Le fonctionnement d’un site participatif suppose une autorité régulatrice car, sur la toile ou dans la vie ordinaire, il nous arrive de rencontrer des individus qui nécessitent qu’on se protège de leurs égarements et même parfois de leur grande violence.
Lorsqu’il s’agit de risques physiques irréparables et de possibilité de passage immédiat à l’acte, il est bien évident qu’il faut une haute réactivité et nous la confions à ce que l’on appelle « les forces de l’ordre » tout en déplorant, périodiquement, des réactions que nous considérons comme inappropriées avec d’autant plus d’aisance que nous jugeons de loin et après-coup.
S’agissant d’un espace virtuel, sur lequel les horions ne sont, eux aussi, que virtuels, l’urgence de la réaction devient beaucoup moins essentielle que sa justesse, d’autant que tout réel délit peut tomber sous le coup de la loi et que le site participatif ne joue alors plus aucun rôle.
Sauf si l’intention des responsables du site n’est que de favoriser une agitation lui donnant un niveau d’activité commercialement intéressant … et il en existe qui ont ainsi fondé leur succès, on peut donc penser que ne pas s’emballer pour rien devrait être leur souci principal.
N’oublions pas, par ailleurs, que les délits de calomnie, de diffamation, de harcèlement … etc peuvent conduire devant un tribunal celui qui écrit sur un mur des propos punissables … et non le propriétaire du mur, s’il n’a pas demandé au coupable d’utiliser son mur pour agresser les passants.
Réagir immédiatement, en censurant l’auteur d’un texte considéré par un autre comme intolérable, c’est « confondre grande vitesse et précipitation », sans prendre la précaution d’apprécier vraiment qui est l’agresseur et qui est l’agressé. Le caractère expéditif va, d'ailleurs, semble-t-il parfois jusqu'à ne même pas informer le censuré, tandis qu'on vit récemment une rafale de billets auto-publicitaires rester pendant environ deux jours avant de disparaître, malgré divers signalements.
Enfin éliminer régulièrement le miel parce que de sales mouches viennent s’y emmêler les pattes, c’est une profonde confusion des causes et des conséquences, qui peut nous faire douter du bon sens de celui qui jette le miel et protège les mouches.

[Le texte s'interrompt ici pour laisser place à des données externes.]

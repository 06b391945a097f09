//! Beacon entry point.
//!
//! This binary is the composition root for the entire system. Responsibilities:
//!
//! 1. **Parse configuration**: load `beacon.toml` (or `--config`), apply
//!    environment overrides for secrets, and validate it.
//! 2. **Wire observability**: install `tracing-subscriber` with a JSON or
//!    pretty layer and, when configured, an OpenTelemetry OTLP exporter.
//! 3. **Construct infrastructure**: the Slack client, the CodeBuild and
//!    Beanstalk adapters, and one snapshot store per watched kind.
//! 4. **Start the jobs**: one scheduler ticker per kind and the Slack events
//!    listener sharing those stores through the command handler.
//! 5. **Shut down gracefully** on SIGINT/SIGTERM: stop accepting events, stop
//!    ticking, and give in-flight work a grace period to finish.

mod config;
mod telemetry;

use std::path::PathBuf;
use std::sync::Arc;
use std::time::Duration;

use anyhow::Context;
use clap::Parser;
use cloud::{BeanstalkAdapter, CodeBuildAdapter};
use listener::{ListenerState, SigningSecret};
use monitor::{CommandHandler, CycleRunner, Notifier, Scheduler};
use slack::{SlackClient, SlackConfig};
use tokio::net::TcpListener;
use tracing::{error, info};
use watch::{BuildRecord, ChannelId, EnvironmentRecord, SnapshotStore};

use crate::config::Config;

/// Time given to in-flight cycles and command replies after a shutdown signal.
const SHUTDOWN_GRACE: Duration = Duration::from_secs(10);

/// Watches AWS CodeBuild builds and Elastic Beanstalk environments, announces
/// status changes to Slack, and answers chat commands.
#[derive(Debug, Parser)]
#[command(name = "beacon", version, about)]
struct Args {
    /// Path to the TOML configuration file.
    #[arg(long, short, env = "BEACON_CONFIG", default_value = "beacon.toml")]
    config: PathBuf,
}

#[tokio::main]
async fn main() -> anyhow::Result<()> {
    let args = Args::parse();
    let config = Config::load(&args.config)
        .with_context(|| format!("failed to load {}", args.config.display()))?;
    let telemetry = telemetry::init(&config.telemetry)?;

    let result = run(config).await;
    if let Err(err) = &result {
        error!(error = %format!("{err:#}"), "beacon stopped with an error");
    }
    telemetry.shutdown();
    result
}

async fn run(config: Config) -> anyhow::Result<()> {
    let permissions = Arc::new(config.load_permissions()?);
    info!(
        users = permissions.len(),
        path = %config.permissions.users_file.display(),
        "permission table loaded"
    );

    // Chat
    let mut slack_config = SlackConfig::new(config.slack.bot_token.as_str());
    if let Some(url) = &config.slack.api_base_url {
        slack_config = slack_config.with_api_base_url(url.as_str());
    }
    let slack = Arc::new(SlackClient::new(slack_config)?);
    let announce_channel = ChannelId::new(config.slack.announce_channel.trim())
        .context("slack.announce_channel is empty")?;
    let notifier = Arc::new(Notifier::new(
        slack.clone(),
        announce_channel,
        config.watch.delivery_mode(),
    ));

    // Cloud
    let sdk_config = cloud::load_sdk_config(&config.aws.region).await;
    let codebuild = Arc::new(CodeBuildAdapter::from_conf(
        &sdk_config,
        config.aws.build_window,
    ));
    let beanstalk = Arc::new(BeanstalkAdapter::from_conf(
        &sdk_config,
        config.aws.rebuild.source_bundle(),
    ));

    // Watch jobs
    let builds = Arc::new(SnapshotStore::<BuildRecord>::new());
    let environments = Arc::new(SnapshotStore::<EnvironmentRecord>::new());
    let options = config.watch.cycle_options();
    let scheduler = Scheduler::new();
    scheduler.watch(
        Arc::new(CycleRunner::new(
            Arc::clone(&builds),
            codebuild.clone(),
            Arc::clone(&notifier),
            options,
        )),
        config.watch.interval(),
    );
    scheduler.watch(
        Arc::new(CycleRunner::new(
            Arc::clone(&environments),
            beanstalk.clone(),
            Arc::clone(&notifier),
            options,
        )),
        config.watch.interval(),
    );

    // Command surface
    let handler = Arc::new(CommandHandler::new(
        builds,
        environments,
        codebuild,
        beanstalk,
        slack.clone(),
        permissions,
        notifier,
    ));
    let secret = SigningSecret::new(&config.slack.signing_secret)?;
    let state = ListenerState::new(secret, handler, slack);
    let tcp = TcpListener::bind(config.listener.bind)
        .await
        .with_context(|| format!("failed to bind {}", config.listener.bind))?;

    let shutdown = scheduler.shutdown_token();
    let mut server = tokio::spawn(listener::serve(
        tcp,
        listener::router(state.clone()),
        shutdown.clone(),
    ));

    let served = tokio::select! {
        () = shutdown_signal() => None,
        joined = &mut server => Some(joined),
    };
    shutdown.cancel();
    let served = match served {
        Some(joined) => joined,
        None => server.await,
    };

    info!("draining in-flight work");
    state.tasks().close();
    if tokio::time::timeout(SHUTDOWN_GRACE, state.tasks().wait())
        .await
        .is_err()
    {
        info!(remaining = state.tasks().len(), "abandoning unanswered commands");
    }
    scheduler.shutdown_with_grace(SHUTDOWN_GRACE).await;

    served
        .context("listener task panicked")?
        .context("listener stopped")?;
    info!("beacon stopped");
    Ok(())
}

async fn shutdown_signal() {
    #[cfg(unix)]
    {
        use tokio::signal::unix::{signal, SignalKind};

        match signal(SignalKind::terminate()) {
            Ok(mut term) => {
                tokio::select! {
                    _ = tokio::signal::ctrl_c() => {},
                    _ = term.recv() => {},
                }
            }
            Err(err) => {
                error!(error = %err, "failed to install SIGTERM handler");
                let _ = tokio::signal::ctrl_c().await;
            }
        }
    }

    #[cfg(not(unix))]
    {
        let _ = tokio::signal::ctrl_c().await;
    }

    info!("shutdown signal received");
}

Afin d’éviter de se couvrir de ridicule, les responsables d’un site tel que Médiapart, réputés intelligents et grands pourfendeurs de tout abus d’autorité, devraient comprendre tout l’intérêt qu’ils auraient à appliquer la maxime de Georges CLEMENCEAU qui conseillait de « créer une commission pour enterrer une décision ». Afin d’éviter de se planter et, de toute façon, de faire des mécontents du côté du plaignant ou de son adversaire, il serait intelligent de confier la décision à une commission, plutôt que la prendre eux-mêmes dans le silence d’un huis-clos.

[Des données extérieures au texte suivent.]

//! HTTP client for the Slack Web API.

use std::time::Duration;

use async_trait::async_trait;
use reqwest::header::RETRY_AFTER;
use reqwest::{Response, StatusCode};
use thiserror::Error;
use tracing::{debug, warn};
use watch::{
    Announcement, ChannelId, ChatUserId, DeliveryError, LookupError, NotificationSink,
    UserDirectory, UserEmail,
};

use crate::wire::{ApiResponse, PostMessage, UsersInfoResponse};

/// Base URL of the public Slack Web API.
pub const DEFAULT_API_BASE_URL: &str = "https://slack.com/api";

/// Connection settings for [`SlackClient`].
#[derive(Debug, Clone)]
pub struct SlackConfig {
    pub bot_token: String,
    pub api_base_url: String,
    pub timeout: Duration,
}

impl SlackConfig {
    pub fn new(bot_token: impl Into<String>) -> Self {
        Self {
            bot_token: bot_token.into(),
            api_base_url: DEFAULT_API_BASE_URL.to_owned(),
            timeout: Duration::from_secs(10),
        }
    }

    #[must_use]
    pub fn with_api_base_url(mut self, url: impl Into<String>) -> Self {
        self.api_base_url = url.into();
        self
    }
}

/// Failure to construct a [`SlackClient`].
#[derive(Debug, Error)]
pub enum SlackError {
    #[error("failed to build HTTP client: {0}")]
    Http(#[from] reqwest::Error),
}

/// Slack Web API client authenticated with a bot token.
#[derive(Clone)]
pub struct SlackClient {
    http: reqwest::Client,
    base_url: String,
    bot_token: String,
}

impl SlackClient {
    pub fn new(config: SlackConfig) -> Result<Self, SlackError> {
        let http = reqwest::Client::builder().timeout(config.timeout).build()?;
        Ok(Self {
            http,
            base_url: config.api_base_url.trim_end_matches('/').to_owned(),
            bot_token: config.bot_token,
        })
    }

    fn url(&self, method: &str) -> String {
        format!("{}/{method}", self.base_url)
    }
}

impl std::fmt::Debug for SlackClient {
    fn fmt(&self, f: &mut std::fmt::Formatter<'_>) -> std::fmt::Result {
        f.debug_struct("SlackClient")
            .field("base_url", &self.base_url)
            .finish_non_exhaustive()
    }
}

fn retry_after(response: &Response) -> Option<Duration> {
    response
        .headers()
        .get(RETRY_AFTER)?
        .to_str()
        .ok()?
        .trim()
        .parse::<u64>()
        .ok()
        .map(Duration::from_secs)
}

// ---------------------------------------------------------------------------
// NotificationSink
// ---------------------------------------------------------------------------

#[async_trait]
impl NotificationSink for SlackClient {
    async fn post(
        &self,
        destination: &ChannelId,
        announcement: &Announcement,
    ) -> Result<(), DeliveryError> {
        let response = self
            .http
            .post(self.url("chat.postMessage"))
            .bearer_auth(&self.bot_token)
            .json(&PostMessage::new(destination, announcement))
            .send()
            .await
            .map_err(|e| DeliveryError::Transport {
                message: e.to_string(),
            })?;

        let status = response.status();
        if status == StatusCode::TOO_MANY_REQUESTS {
            let retry_after = retry_after(&response);
            warn!(%destination, ?retry_after, "slack rate limited chat.postMessage");
            return Err(DeliveryError::RateLimited { retry_after });
        }
        if status.is_server_error() {
            return Err(DeliveryError::Transport {
                message: format!("chat.postMessage returned {status}"),
            });
        }

        let body: ApiResponse = response.json().await.map_err(|e| DeliveryError::Transport {
            message: format!("unreadable chat.postMessage response: {e}"),
        })?;
        if body.ok {
            debug!(%destination, "slack message posted");
            Ok(())
        } else {
            Err(DeliveryError::Rejected {
                reason: body.error.unwrap_or_else(|| format!("HTTP {status}")),
            })
        }
    }
}

// ---------------------------------------------------------------------------
// UserDirectory
// ---------------------------------------------------------------------------

#[async_trait]
impl UserDirectory for SlackClient {
    async fn email_for(&self, user: &ChatUserId) -> Result<UserEmail, LookupError> {
        let body: UsersInfoResponse = self
            .http
            .get(self.url("users.info"))
            .bearer_auth(&self.bot_token)
            .query(&[("user", user.as_str())])
            .send()
            .await
            .and_then(Response::error_for_status)
            .map_err(|e| LookupError::Failed {
                message: e.to_string(),
            })?
            .json()
            .await
            .map_err(|e| LookupError::Failed {
                message: format!("unreadable users.info response: {e}"),
            })?;

        if !body.ok {
            return Err(LookupError::Failed {
                message: body.error.unwrap_or_else(|| "users.info failed".to_owned()),
            });
        }
        body.user
            .and_then(|u| u.profile.email)
            .and_then(UserEmail::new)
            .ok_or_else(|| LookupError::NoEmail {
                user: user.to_string(),
            })
    }
}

Il y a déjà longtemps que ce type de procédure est suggéré à Médiapart, mais le pouvoir est un poison tellement violemment invasif et addictif qu’il apparaît aux responsables de notre site préféré inimaginable de transférer à certains membres une infime partie de ce pouvoir.

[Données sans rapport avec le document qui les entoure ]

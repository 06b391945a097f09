//! The chat command surface.
//!
//! Read commands render the current snapshots; they never trigger a fetch.
//! Mutating commands call the provider directly and are gated by the
//! permission table. Errors are turned into replies, never retried.

use std::sync::Arc;

use async_trait::async_trait;
use tracing::{info, warn};
use watch::{
    Announce, Announcement, Attachment, BuildControl, BuildRecord, ChatUserId, Color, Command,
    CommandRequest, CommandService, EnvironmentControl, EnvironmentRecord, PermissionTable,
    Snapshot, SnapshotStore, User, UserDirectory, HELP_TEXT,
};

use crate::Notifier;

/// Number of builds rendered by `list builds`.
pub const RECENT_BUILDS: usize = 5;

/// Executes parsed chat commands against the stores and the provider.
pub struct CommandHandler {
    builds: Arc<SnapshotStore<BuildRecord>>,
    environments: Arc<SnapshotStore<EnvironmentRecord>>,
    build_control: Arc<dyn BuildControl>,
    environment_control: Arc<dyn EnvironmentControl>,
    directory: Arc<dyn UserDirectory>,
    permissions: Arc<PermissionTable>,
    notifier: Arc<Notifier>,
}

impl CommandHandler {
    pub fn new(
        builds: Arc<SnapshotStore<BuildRecord>>,
        environments: Arc<SnapshotStore<EnvironmentRecord>>,
        build_control: Arc<dyn BuildControl>,
        environment_control: Arc<dyn EnvironmentControl>,
        directory: Arc<dyn UserDirectory>,
        permissions: Arc<PermissionTable>,
        notifier: Arc<Notifier>,
    ) -> Self {
        Self {
            builds,
            environments,
            build_control,
            environment_control,
            directory,
            permissions,
            notifier,
        }
    }

    async fn resolve_user(&self, user: &ChatUserId) -> Result<User, Announcement> {
        match self.directory.email_for(user).await {
            Ok(email) => Ok(self.permissions.find(&email)),
            Err(err) => {
                warn!(%user, error = %err, "could not resolve chat user");
                Err(Announcement::text(format!(
                    "Sorry, I couldn't look up your profile: {err}"
                )))
            }
        }
    }

    async fn execute(&self, command: Command, request: &CommandRequest) -> Announcement {
        match command {
            Command::Hello => Announcement::text("Hello! If you need help, type `help`."),
            Command::Help => Announcement::text(HELP_TEXT),
            Command::Me => match self.resolve_user(&request.user).await {
                Ok(user) => render_me(&user),
                Err(reply) => reply,
            },
            Command::ListProjects => self.list_projects().await,
            Command::ListBuilds => render_snapshot(
                &self.builds.read(),
                RECENT_BUILDS,
                "Build status is still loading, try again in a moment.",
                "No builds found.",
            ),
            Command::ListEnvs => render_snapshot(
                &self.environments.read(),
                usize::MAX,
                "Environment status is still loading, try again in a moment.",
                "No environments found.",
            ),
            Command::ListApps => self.list_apps().await,
            Command::RunBuild(None) => Announcement::text("You must specify a project"),
            Command::RunBuild(Some(project)) => {
                match self.build_control.start_build(&project).await {
                    Ok(build) => {
                        info!(user = %request.user, %project, build = %build.id, "build started");
                        let audit = Announcement::text(format!(
                            "Project build has started for project {project}\nStarted by <@{}>",
                            request.user
                        ));
                        // The reply to the requester does not depend on this post.
                        let _ = self.notifier.deliver(&audit).await;
                        Announcement::text(format!("Project build started `{}`", build.id))
                    }
                    Err(err) => {
                        warn!(user = %request.user, %project, error = %err, "start build failed");
                        Announcement::text(format!("Failed to build project `{project}`: {err}"))
                    }
                }
            }
            Command::DeleteBuild(None) => Announcement::text("You must specify a build"),
            Command::DeleteBuild(Some(id)) => match self.build_control.delete_build(&id).await {
                Ok(()) => {
                    info!(user = %request.user, build = %id, "build deleted");
                    Announcement::text(format!("Build `{id}` deleted"))
                }
                Err(err) => {
                    warn!(user = %request.user, build = %id, error = %err, "delete build failed");
                    Announcement::text(format!("Failed to delete build `{id}`: {err}"))
                }
            },
            Command::RebuildEnv(None) => Announcement::text(
                "You must specify an application and an environment name",
            ),
            Command::RebuildEnv(Some((application, environment))) => {
                match self
                    .environment_control
                    .rebuild_environment(&application, &environment)
                    .await
                {
                    Ok(version) => {
                        info!(user = %request.user, %application, %environment, %version, "rebuild started");
                        Announcement::text(format!(
                            "Now rebuilding environment `{environment}` with version `{version}`... \
                             this can take a few minutes to complete."
                        ))
                    }
                    Err(err) => {
                        warn!(user = %request.user, %environment, error = %err, "rebuild failed");
                        Announcement::text(format!("Failed to initialize a rebuild: {err}"))
                    }
                }
            }
            Command::Unknown => {
                Announcement::text("Sorry, I didn't get that. Type `help` to see what I can do.")
            }
        }
    }

    async fn list_projects(&self) -> Announcement {
        match self.build_control.list_projects().await {
            Ok(projects) if projects.is_empty() => Announcement::text("No projects found."),
            Ok(projects) => {
                let text: String = projects.iter().map(|p| format!(" - {p}\n")).collect();
                Announcement::attachments(vec![Attachment::new(Color::Green, text)
                    .with_title("Projects")
                    .with_footer("Data from AWS CodeBuild")])
            }
            Err(err) => Announcement::text(format!("Failed to list projects: {err}")),
        }
    }

    async fn list_apps(&self) -> Announcement {
        match self.environment_control.list_applications().await {
            Ok(apps) if apps.is_empty() => Announcement::text("No applications found."),
            Ok(apps) => Announcement::attachments(apps.iter().map(|a| a.attachment()).collect()),
            Err(err) => Announcement::text(format!("Failed to list applications: {err}")),
        }
    }
}

#[async_trait]
impl CommandService for CommandHandler {
    async fn handle(&self, request: CommandRequest) -> Announcement {
        let command = Command::parse(&request.text);

        if let Some(capability) = command.required_capability() {
            let user = match self.resolve_user(&request.user).await {
                Ok(user) => user,
                Err(reply) => return reply,
            };
            if !user.can(capability) {
                info!(user = %request.user, email = %user.email, %capability, "command denied");
                return Announcement::text(format!(
                    "Sorry, you don't have the `{capability}` permission."
                ));
            }
        }

        self.execute(command, &request).await
    }
}

impl std::fmt::Debug for CommandHandler {
    fn fmt(&self, f: &mut std::fmt::Formatter<'_>) -> std::fmt::Result {
        f.debug_struct("CommandHandler").finish_non_exhaustive()
    }
}

fn render_me(user: &User) -> Announcement {
    let mut text = format!("Hi, {}\n", user.email);
    if user.permissions.is_empty() {
        text.push_str("Sorry, seems like you don't have any permissions yet...");
    } else {
        text.push_str("Here are your permissions:\n");
        for permission in &user.permissions {
            text.push_str(&format!("`{permission}`\n"));
        }
    }
    Announcement::text(text)
}

fn render_snapshot<T: Announce>(
    snapshot: &Snapshot<T>,
    limit: usize,
    loading: &str,
    empty: &str,
) -> Announcement {
    if !snapshot.is_primed() {
        return Announcement::text(loading);
    }
    if snapshot.is_empty() {
        return Announcement::text(empty);
    }
    Announcement::attachments(snapshot.latest(limit).iter().map(T::attachment).collect())
}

C’est pourtant assez évident qu’un site ne peut être réputé participatif qu’à la condition que ceux qui s’y expriment soient chargés de participer collectivement à sa police. Aucune difficulté ne s’oppose, à l’ère d’internet, à des prises de position très rapides de personnes réparties n’importe où dans le monde, auxquelles un secrétariat central demande de se prononcer à la suite de l’interpellation d’un plaigant. Et n’importe quel spécialiste des tirages au sort est capable d’établir une liste d’une dizaine de personnes faisant partie de cent mille abonnés dont on possède les adresses-mail.
Mais il n’y a pire sourd que celui qui ne veut pas entendre … et le départ de Géraldine DELACROIX n’y changera rien … d’autant qu’elle semblait, parfois, comprendre ce point de vue que j’ai déjà souvent exprimé.